▶ [DATA SHOWN]:
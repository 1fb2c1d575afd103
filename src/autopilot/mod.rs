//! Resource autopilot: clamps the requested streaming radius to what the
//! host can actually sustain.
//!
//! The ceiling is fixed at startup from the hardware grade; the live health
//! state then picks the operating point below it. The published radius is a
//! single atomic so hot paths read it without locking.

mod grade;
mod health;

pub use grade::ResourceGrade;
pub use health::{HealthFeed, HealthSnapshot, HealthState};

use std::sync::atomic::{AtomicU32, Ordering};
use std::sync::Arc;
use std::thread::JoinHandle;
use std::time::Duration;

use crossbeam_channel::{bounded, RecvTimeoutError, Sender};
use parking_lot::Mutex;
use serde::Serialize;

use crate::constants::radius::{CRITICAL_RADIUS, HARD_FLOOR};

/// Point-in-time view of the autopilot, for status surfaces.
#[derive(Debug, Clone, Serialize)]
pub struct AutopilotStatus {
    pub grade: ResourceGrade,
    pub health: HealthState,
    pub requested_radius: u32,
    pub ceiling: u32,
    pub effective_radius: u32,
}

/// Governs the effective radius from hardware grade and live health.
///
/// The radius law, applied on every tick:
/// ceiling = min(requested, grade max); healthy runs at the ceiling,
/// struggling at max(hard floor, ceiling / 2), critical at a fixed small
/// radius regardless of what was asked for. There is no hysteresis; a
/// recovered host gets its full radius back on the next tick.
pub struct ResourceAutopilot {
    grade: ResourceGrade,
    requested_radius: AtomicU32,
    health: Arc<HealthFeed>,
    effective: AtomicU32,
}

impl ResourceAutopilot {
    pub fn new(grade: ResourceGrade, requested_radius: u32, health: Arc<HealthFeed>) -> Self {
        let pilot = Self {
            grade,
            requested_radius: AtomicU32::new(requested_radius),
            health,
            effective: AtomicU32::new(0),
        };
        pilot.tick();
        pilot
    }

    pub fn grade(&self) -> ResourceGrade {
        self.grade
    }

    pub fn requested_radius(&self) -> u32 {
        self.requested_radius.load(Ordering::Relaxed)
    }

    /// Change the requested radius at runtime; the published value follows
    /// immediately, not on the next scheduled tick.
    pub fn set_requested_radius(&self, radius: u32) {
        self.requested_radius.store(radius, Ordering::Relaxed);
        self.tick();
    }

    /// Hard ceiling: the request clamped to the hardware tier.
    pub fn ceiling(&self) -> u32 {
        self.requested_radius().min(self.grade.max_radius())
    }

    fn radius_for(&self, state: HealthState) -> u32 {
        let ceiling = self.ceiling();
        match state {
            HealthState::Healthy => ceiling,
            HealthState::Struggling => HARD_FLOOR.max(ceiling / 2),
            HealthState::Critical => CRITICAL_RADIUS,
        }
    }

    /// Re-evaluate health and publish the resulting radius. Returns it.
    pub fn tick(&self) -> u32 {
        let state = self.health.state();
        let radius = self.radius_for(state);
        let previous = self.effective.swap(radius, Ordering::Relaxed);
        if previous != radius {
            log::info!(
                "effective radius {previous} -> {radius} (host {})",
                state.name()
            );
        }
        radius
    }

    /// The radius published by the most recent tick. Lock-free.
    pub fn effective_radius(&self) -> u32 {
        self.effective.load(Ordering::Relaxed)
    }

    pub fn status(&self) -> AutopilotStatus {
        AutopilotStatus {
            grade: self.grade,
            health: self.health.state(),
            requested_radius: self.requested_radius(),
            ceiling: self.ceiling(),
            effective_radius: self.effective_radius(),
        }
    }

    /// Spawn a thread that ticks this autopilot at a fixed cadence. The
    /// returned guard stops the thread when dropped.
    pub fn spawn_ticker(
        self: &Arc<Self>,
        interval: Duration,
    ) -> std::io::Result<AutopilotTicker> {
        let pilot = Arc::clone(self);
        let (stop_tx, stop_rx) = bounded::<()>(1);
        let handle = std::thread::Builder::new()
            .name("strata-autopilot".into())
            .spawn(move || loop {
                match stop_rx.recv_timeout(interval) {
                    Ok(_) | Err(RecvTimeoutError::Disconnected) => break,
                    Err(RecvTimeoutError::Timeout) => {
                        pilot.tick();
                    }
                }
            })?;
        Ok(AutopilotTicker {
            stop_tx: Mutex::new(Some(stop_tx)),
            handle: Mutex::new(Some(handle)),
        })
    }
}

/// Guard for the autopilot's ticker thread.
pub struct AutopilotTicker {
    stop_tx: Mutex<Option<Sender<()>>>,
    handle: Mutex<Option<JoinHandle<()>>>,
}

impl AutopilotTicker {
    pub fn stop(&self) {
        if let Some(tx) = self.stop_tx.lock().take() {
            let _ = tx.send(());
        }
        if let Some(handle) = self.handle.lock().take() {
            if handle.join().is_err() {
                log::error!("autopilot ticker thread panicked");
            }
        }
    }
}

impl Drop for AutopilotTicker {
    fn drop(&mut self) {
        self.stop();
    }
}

▶ [TASK GOAL]:
Extract exactly and only the lines above from the line containing "pub fn ceiling(&self)" through the line containing "radius. Returns it.", both end lines included.

▶ [ANSWER TO THIS TASK]:
    pub fn ceiling(&self) -> u32 {
        self.requested_radius().min(self.grade.max_radius())
    }

    fn radius_for(&self, state: HealthState) -> u32 {
        let ceiling = self.ceiling();
        match state {
            HealthState::Healthy => ceiling,
            HealthState::Struggling => HARD_FLOOR.max(ceiling / 2),
            HealthState::Critical => CRITICAL_RADIUS,
        }
    }

    /// Re-evaluate health and publish the resulting radius. Returns it.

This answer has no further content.